▶ [Task item]
Could you count the lines in the data that contain "listing"? Reply with the number only.

▶ [Dataset entries]
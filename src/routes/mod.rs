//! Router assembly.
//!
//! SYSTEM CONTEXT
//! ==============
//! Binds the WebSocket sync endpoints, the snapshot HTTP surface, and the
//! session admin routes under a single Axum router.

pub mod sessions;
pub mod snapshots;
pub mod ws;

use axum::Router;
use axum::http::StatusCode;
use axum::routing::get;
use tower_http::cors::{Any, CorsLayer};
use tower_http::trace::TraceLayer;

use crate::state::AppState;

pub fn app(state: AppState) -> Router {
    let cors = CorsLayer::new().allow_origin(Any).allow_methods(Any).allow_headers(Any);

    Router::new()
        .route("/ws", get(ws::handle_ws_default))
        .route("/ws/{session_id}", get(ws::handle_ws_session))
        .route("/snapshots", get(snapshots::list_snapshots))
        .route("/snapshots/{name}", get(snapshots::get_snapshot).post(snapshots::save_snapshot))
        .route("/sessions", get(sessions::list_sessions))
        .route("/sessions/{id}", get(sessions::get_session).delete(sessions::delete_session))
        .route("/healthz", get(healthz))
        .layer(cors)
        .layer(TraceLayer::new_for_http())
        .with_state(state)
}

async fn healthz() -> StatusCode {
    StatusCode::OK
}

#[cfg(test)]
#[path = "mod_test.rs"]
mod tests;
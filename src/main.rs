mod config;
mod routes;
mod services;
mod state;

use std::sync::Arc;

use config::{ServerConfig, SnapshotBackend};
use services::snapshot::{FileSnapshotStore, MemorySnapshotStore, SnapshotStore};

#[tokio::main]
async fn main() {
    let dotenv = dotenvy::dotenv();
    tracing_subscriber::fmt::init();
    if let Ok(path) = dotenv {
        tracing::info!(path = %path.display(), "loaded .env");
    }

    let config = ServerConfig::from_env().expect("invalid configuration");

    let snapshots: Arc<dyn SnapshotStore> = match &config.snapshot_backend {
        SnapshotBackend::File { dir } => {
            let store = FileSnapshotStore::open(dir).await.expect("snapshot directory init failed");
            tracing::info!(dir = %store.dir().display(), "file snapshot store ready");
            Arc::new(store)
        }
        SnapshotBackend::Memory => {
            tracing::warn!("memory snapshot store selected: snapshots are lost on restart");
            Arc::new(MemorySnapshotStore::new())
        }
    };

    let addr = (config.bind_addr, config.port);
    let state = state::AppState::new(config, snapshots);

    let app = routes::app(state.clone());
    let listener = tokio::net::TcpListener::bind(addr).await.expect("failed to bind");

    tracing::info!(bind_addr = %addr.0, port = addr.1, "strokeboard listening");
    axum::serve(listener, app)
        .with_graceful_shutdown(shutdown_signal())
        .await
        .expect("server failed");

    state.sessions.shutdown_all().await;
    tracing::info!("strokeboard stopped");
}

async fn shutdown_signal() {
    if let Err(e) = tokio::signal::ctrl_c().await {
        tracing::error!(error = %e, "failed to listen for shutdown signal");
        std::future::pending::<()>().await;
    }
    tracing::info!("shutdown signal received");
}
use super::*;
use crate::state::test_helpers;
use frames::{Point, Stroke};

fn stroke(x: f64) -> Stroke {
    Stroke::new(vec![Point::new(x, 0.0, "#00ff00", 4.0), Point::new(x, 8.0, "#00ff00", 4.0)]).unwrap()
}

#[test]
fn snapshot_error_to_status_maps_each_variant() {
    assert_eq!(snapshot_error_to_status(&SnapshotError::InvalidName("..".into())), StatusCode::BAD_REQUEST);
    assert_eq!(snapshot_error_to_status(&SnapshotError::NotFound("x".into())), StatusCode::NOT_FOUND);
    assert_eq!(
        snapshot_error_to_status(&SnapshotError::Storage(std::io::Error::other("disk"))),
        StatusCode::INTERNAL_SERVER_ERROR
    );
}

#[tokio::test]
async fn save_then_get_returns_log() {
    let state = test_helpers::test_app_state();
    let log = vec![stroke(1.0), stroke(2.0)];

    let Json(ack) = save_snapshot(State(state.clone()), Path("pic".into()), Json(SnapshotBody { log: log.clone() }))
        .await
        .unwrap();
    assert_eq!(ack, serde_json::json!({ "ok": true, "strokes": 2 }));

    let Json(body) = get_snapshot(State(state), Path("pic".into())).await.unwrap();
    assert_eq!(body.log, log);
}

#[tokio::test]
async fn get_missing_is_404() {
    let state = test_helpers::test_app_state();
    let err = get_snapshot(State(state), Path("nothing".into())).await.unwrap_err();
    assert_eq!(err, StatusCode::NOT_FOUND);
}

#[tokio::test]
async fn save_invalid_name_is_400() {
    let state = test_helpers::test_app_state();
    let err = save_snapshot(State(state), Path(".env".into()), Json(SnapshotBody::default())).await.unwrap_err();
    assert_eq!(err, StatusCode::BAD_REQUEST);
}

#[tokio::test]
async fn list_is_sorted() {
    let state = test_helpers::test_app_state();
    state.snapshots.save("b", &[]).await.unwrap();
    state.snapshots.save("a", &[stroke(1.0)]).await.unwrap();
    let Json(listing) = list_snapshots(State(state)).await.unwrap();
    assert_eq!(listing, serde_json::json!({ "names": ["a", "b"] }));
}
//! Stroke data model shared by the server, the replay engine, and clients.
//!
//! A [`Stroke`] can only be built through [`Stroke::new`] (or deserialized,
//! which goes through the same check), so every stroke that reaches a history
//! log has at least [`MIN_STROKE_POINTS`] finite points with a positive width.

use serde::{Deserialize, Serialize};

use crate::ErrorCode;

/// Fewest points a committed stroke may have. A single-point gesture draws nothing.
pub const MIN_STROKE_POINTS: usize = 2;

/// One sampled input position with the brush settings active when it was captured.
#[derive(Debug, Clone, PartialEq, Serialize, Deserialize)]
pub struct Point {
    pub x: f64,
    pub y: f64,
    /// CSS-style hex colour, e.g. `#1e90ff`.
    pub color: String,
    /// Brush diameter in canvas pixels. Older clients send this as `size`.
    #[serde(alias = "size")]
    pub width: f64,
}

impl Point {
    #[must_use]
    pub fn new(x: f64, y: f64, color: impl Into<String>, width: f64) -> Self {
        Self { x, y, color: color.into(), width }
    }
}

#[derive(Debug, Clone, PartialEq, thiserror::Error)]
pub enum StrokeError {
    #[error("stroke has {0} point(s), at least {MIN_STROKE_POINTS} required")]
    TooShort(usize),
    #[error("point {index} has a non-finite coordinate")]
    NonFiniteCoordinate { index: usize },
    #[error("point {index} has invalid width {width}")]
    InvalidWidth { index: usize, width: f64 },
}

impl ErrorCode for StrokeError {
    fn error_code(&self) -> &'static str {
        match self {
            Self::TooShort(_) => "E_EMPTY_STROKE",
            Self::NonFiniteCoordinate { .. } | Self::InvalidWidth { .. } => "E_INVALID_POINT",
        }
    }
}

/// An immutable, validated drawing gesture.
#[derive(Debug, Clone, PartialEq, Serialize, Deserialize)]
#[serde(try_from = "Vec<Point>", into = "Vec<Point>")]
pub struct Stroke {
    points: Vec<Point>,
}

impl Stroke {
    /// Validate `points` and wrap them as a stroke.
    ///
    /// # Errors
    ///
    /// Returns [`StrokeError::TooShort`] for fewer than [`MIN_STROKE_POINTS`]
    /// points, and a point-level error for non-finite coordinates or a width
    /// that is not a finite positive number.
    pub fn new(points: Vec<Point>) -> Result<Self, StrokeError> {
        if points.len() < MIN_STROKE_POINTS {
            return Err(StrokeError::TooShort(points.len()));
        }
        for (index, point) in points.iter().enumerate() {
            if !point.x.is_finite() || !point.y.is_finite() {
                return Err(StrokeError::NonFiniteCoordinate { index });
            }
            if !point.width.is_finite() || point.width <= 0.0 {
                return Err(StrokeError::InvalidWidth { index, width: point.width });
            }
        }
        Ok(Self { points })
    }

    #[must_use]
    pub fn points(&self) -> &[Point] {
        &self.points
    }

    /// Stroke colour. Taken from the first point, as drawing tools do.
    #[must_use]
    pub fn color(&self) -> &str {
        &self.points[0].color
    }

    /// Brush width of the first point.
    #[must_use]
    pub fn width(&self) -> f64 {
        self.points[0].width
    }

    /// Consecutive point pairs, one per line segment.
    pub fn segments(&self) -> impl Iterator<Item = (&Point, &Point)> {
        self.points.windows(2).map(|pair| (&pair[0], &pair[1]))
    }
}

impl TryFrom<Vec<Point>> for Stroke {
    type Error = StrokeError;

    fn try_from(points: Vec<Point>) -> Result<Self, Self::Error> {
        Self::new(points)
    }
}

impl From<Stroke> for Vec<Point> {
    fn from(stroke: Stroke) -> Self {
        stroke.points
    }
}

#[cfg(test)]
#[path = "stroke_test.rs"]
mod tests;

▶ [Result of the task]
2